====== Material to process ======

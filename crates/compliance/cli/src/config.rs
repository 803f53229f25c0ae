//! Layered CLI configuration: built-in defaults, then an optional file, then
//! `COMPLIANCE_` environment variables.

use compliance_consent::{ConfirmationConfig, ConsentConfig};
use compliance_forms::forms::{ExportConfig, GdprLimits};
use compliance_validation::PasswordPolicy;
use serde::{Deserialize, Serialize};

use crate::error::CliResult;

/// Everything the CLI can be configured with.
#[derive(Debug, Clone, Default, PartialEq, Eq, Serialize, Deserialize)]
pub struct ComplianceConfig {
    #[serde(default)]
    pub logging: LoggingConfig,

    /// Registration password policy
    #[serde(default)]
    pub password: PasswordPolicy,

    /// GDPR request form length limits
    #[serde(default)]
    pub gdpr: GdprLimits,

    /// Data export formats
    #[serde(default)]
    pub export: ExportConfig,

    /// Consent categories and initial values
    #[serde(default)]
    pub consent: ConsentConfig,

    /// Destructive-action confirmation
    #[serde(default)]
    pub confirmation: ConfirmationConfig,
}

#[derive(Debug, Clone, PartialEq, Eq, Serialize, Deserialize)]
pub struct LoggingConfig {
    /// Log level
    #[serde(default = "default_log_level")]
    pub level: String,

    /// JSON format
    #[serde(default)]
    pub json: bool,
}

fn default_log_level() -> String {
    "warn".to_string()
}

impl Default for LoggingConfig {
    fn default() -> Self {
        Self {
            level: default_log_level(),
            json: false,
        }
    }
}

impl ComplianceConfig {
    /// Load configuration, layering an optional file and the environment
    /// over the defaults.
    ///
    /// Nested keys use `__` in variable names, e.g.
    /// `COMPLIANCE_CONFIRMATION__EXPECTED_TEXT=ERASE`.
    pub fn load(path: Option<&str>) -> CliResult<Self> {
        let mut builder = config::Config::builder();

        builder = builder.add_source(config::Config::try_from(&ComplianceConfig::default())?);

        if let Some(path) = path {
            builder = builder.add_source(config::File::with_name(path).required(true));
        }

        builder = builder.add_source(
            config::Environment::with_prefix("COMPLIANCE")
                .prefix_separator("_")
                .separator("__")
                .try_parsing(true),
        );

        let config: Self = builder.build()?.try_deserialize()?;
        config.validate()?;
        Ok(config)
    }

    /// Reject settings that would leave a form or gate unusable.
    pub fn validate(&self) -> CliResult<()> {
        self.password.validate()?;
        self.gdpr.validate()?;
        self.export.validate()?;
        self.consent.catalog()?;
        self.confirmation.gate()?;
        Ok(())
    }
}
//! # compliance-validation
//!
//! Field Validation Engine for the Compliance Interaction Core.
//!
//! Evaluates a named field's value against its rule, optionally reading other
//! fields of the same form (e.g. a confirmation that must equal the password).
//! Rules are pure functions of `(value, snapshot)`; the engine never performs
//! I/O and never renders anything.
//!
//! ## Invariants
//!
//! - Rules are deterministic: identical inputs give identical results.
//! - An error is only *shown* once its field is touched; a submit attempt
//!   touches every field at once.
//! - When a field changes, every touched field whose rule reads it is
//!   re-validated against the new value. Dependencies are declared per rule,
//!   not wired per call site.
//!
//! ## Components
//!
//! - **FormField / FieldValue / FormValues**: typed field ids and snapshots
//! - **Rule**: required, bounded, email, selection, password, equality,
//!   checkbox and custom rules
//! - **FormSchema**: one rule per field plus the reverse dependency map
//! - **FormState**: touched tracking, error surfacing, cross-field propagation
//! - **PasswordPolicy / PasswordStrength**: strength predicates and the
//!   advisory 0-5 score

pub mod error;
pub mod field;
pub mod password;
pub mod rules;
pub mod schema;
pub mod state;

pub use error::{FieldError, SchemaError};
pub use field::{FieldValue, FormField, FormValues};
pub use password::{
    password_strength, CharClass, PasswordCriteria, PasswordPolicy, PasswordStrength,
    StrengthLabel,
};
pub use rules::{is_email, CheckFn, Rule};
pub use schema::{validate_field, FormSchema, FormSchemaBuilder, ValidationReport};
pub use state::FormState;

#[cfg(test)]
pub(crate) mod fixtures {
    use crate::{FormField, FormSchema, PasswordPolicy, Rule};

    #[derive(Clone, Copy, Debug, PartialEq, Eq, Hash, PartialOrd, Ord)]
    pub enum Signup {
        Email,
        Password,
        Confirm,
        Consent,
    }

    impl FormField for Signup {
        const ALL: &'static [Self] = &[
            Signup::Email,
            Signup::Password,
            Signup::Confirm,
            Signup::Consent,
        ];

        fn name(&self) -> &'static str {
            match self {
                Signup::Email => "email",
                Signup::Password => "password",
                Signup::Confirm => "confirmPassword",
                Signup::Consent => "consent",
            }
        }
    }

    pub fn signup_schema() -> FormSchema<Signup> {
        FormSchema::builder()
            .field(Signup::Email, Rule::email())
            .field(Signup::Password, Rule::password(PasswordPolicy::default()))
            .field(
                Signup::Confirm,
                Rule::matches(
                    Signup::Password,
                    "Please confirm your password",
                    "Passwords do not match",
                ),
            )
            .field(
                Signup::Consent,
                Rule::accepted("You must agree to the privacy policy to register"),
            )
            .build()
            .expect("signup schema is well formed")
    }
}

======

[About this exercise] Each entry above is to be transcribed exactly as it was written.

[Your response]
filename crates/compliance/cli/src/config.rs
repository 803f53229f25c0ae
//! Layered CLI configuration: built-in defaults, then an optional file, then
//! `COMPLIANCE_` environment variables.

use compliance_consent::{ConfirmationConfig, ConsentConfig};
use compliance_forms::forms::{ExportConfig, GdprLimits};
use compliance_validation::PasswordPolicy;
use serde::{Deserialize, Serialize};

use crate::error::CliResult;

/// Everything the CLI can be configured with.
#[derive(Debug, Clone, Default, PartialEq, Eq, Serialize, Deserialize)]
pub struct ComplianceConfig {
    #[serde(default)]
    pub logging: LoggingConfig,

    /// Registration password policy
    #[serde(default)]
    pub password: PasswordPolicy,

    /// GDPR request form length limits
    #[serde(default)]
    pub gdpr: GdprLimits,

    /// Data export formats
    #[serde(default)]
    pub export: ExportConfig,

    /// Consent categories and initial values
    #[serde(default)]
    pub consent: ConsentConfig,

    /// Destructive-action confirmation
    #[serde(default)]
    pub confirmation: ConfirmationConfig,
}

#[derive(Debug, Clone, PartialEq, Eq, Serialize, Deserialize)]
pub struct LoggingConfig {
    /// Log level
    #[serde(default = "default_log_level")]
    pub level: String,

    /// JSON format
    #[serde(default)]
    pub json: bool,
}

fn default_log_level() -> String {
    "warn".to_string()
}

impl Default for LoggingConfig {
    fn default() -> Self {
        Self {
            level: default_log_level(),
            json: false,
        }
    }
}

impl ComplianceConfig {
    /// Load configuration, layering an optional file and the environment
    /// over the defaults.
    ///
    /// Nested keys use `__` in variable names, e.g.
    /// `COMPLIANCE_CONFIRMATION__EXPECTED_TEXT=ERASE`.
    pub fn load(path: Option<&str>) -> CliResult<Self> {
        let mut builder = config::Config::builder();

        builder = builder.add_source(config::Config::try_from(&ComplianceConfig::default())?);

        if let Some(path) = path {
            builder = builder.add_source(config::File::with_name(path).required(true));
        }

        builder = builder.add_source(
            config::Environment::with_prefix("COMPLIANCE")
                .prefix_separator("_")
                .separator("__")
                .try_parsing(true),
        );

        let config: Self = builder.build()?.try_deserialize()?;
        config.validate()?;
        Ok(config)
    }

    /// Reject settings that would leave a form or gate unusable.
    pub fn validate(&self) -> CliResult<()> {
        self.password.validate()?;
        self.gdpr.validate()?;
        self.export.validate()?;
        self.consent.catalog()?;
        self.confirmation.gate()?;
        Ok(())
    }
}
//! # compliance-validation
//!
//! Field Validation Engine for the Compliance Interaction Core.
//!
//! Evaluates a named field's value against its rule, optionally reading other
//! fields of the same form (e.g. a confirmation that must equal the password).
//! Rules are pure functions of `(value, snapshot)`; the engine never performs
//! I/O and never renders anything.
//!
//! ## Invariants
//!
//! - Rules are deterministic: identical inputs give identical results.
//! - An error is only *shown* once its field is touched; a submit attempt
//!   touches every field at once.
//! - When a field changes, every touched field whose rule reads it is
//!   re-validated against the new value. Dependencies are declared per rule,
//!   not wired per call site.
//!
//! ## Components
//!
//! - **FormField / FieldValue / FormValues**: typed field ids and snapshots
//! - **Rule**: required, bounded, email, selection, password, equality,
//!   checkbox and custom rules
//! - **FormSchema**: one rule per field plus the reverse dependency map
//! - **FormState**: touched tracking, error surfacing, cross-field propagation
//! - **PasswordPolicy / PasswordStrength**: strength predicates and the
//!   advisory 0-5 score

pub mod error;
pub mod field;
pub mod password;
pub mod rules;
pub mod schema;
pub mod state;

pub use error::{FieldError, SchemaError};
pub use field::{FieldValue, FormField, FormValues};
pub use password::{
    password_strength, CharClass, PasswordCriteria, PasswordPolicy, PasswordStrength,
    StrengthLabel,
};
pub use rules::{is_email, CheckFn, Rule};
pub use schema::{validate_field, FormSchema, FormSchemaBuilder, ValidationReport};
pub use state::FormState;

#[cfg(test)]
pub(crate) mod fixtures {
    use crate::{FormField, FormSchema, PasswordPolicy, Rule};

    #[derive(Clone, Copy, Debug, PartialEq, Eq, Hash, PartialOrd, Ord)]
    pub enum Signup {
        Email,
        Password,
        Confirm,
        Consent,
    }

    impl FormField for Signup {
        const ALL: &'static [Self] = &[
            Signup::Email,
            Signup::Password,
            Signup::Confirm,
            Signup::Consent,
        ];

        fn name(&self) -> &'static str {
            match self {
                Signup::Email => "email",
                Signup::Password => "password",
                Signup::Confirm => "confirmPassword",
                Signup::Consent => "consent",
            }
        }
    }

    pub fn signup_schema() -> FormSchema<Signup> {
        FormSchema::builder()
            .field(Signup::Email, Rule::email())
            .field(Signup::Password, Rule::password(PasswordPolicy::default()))
            .field(
                Signup::Confirm,
                Rule::matches(
                    Signup::Password,
                    "Please confirm your password",
                    "Passwords do not match",
                ),
            )
            .field(
                Signup::Consent,
                Rule::accepted("You must agree to the privacy policy to register"),
            )
            .build()
            .expect("signup schema is well formed")
    }
}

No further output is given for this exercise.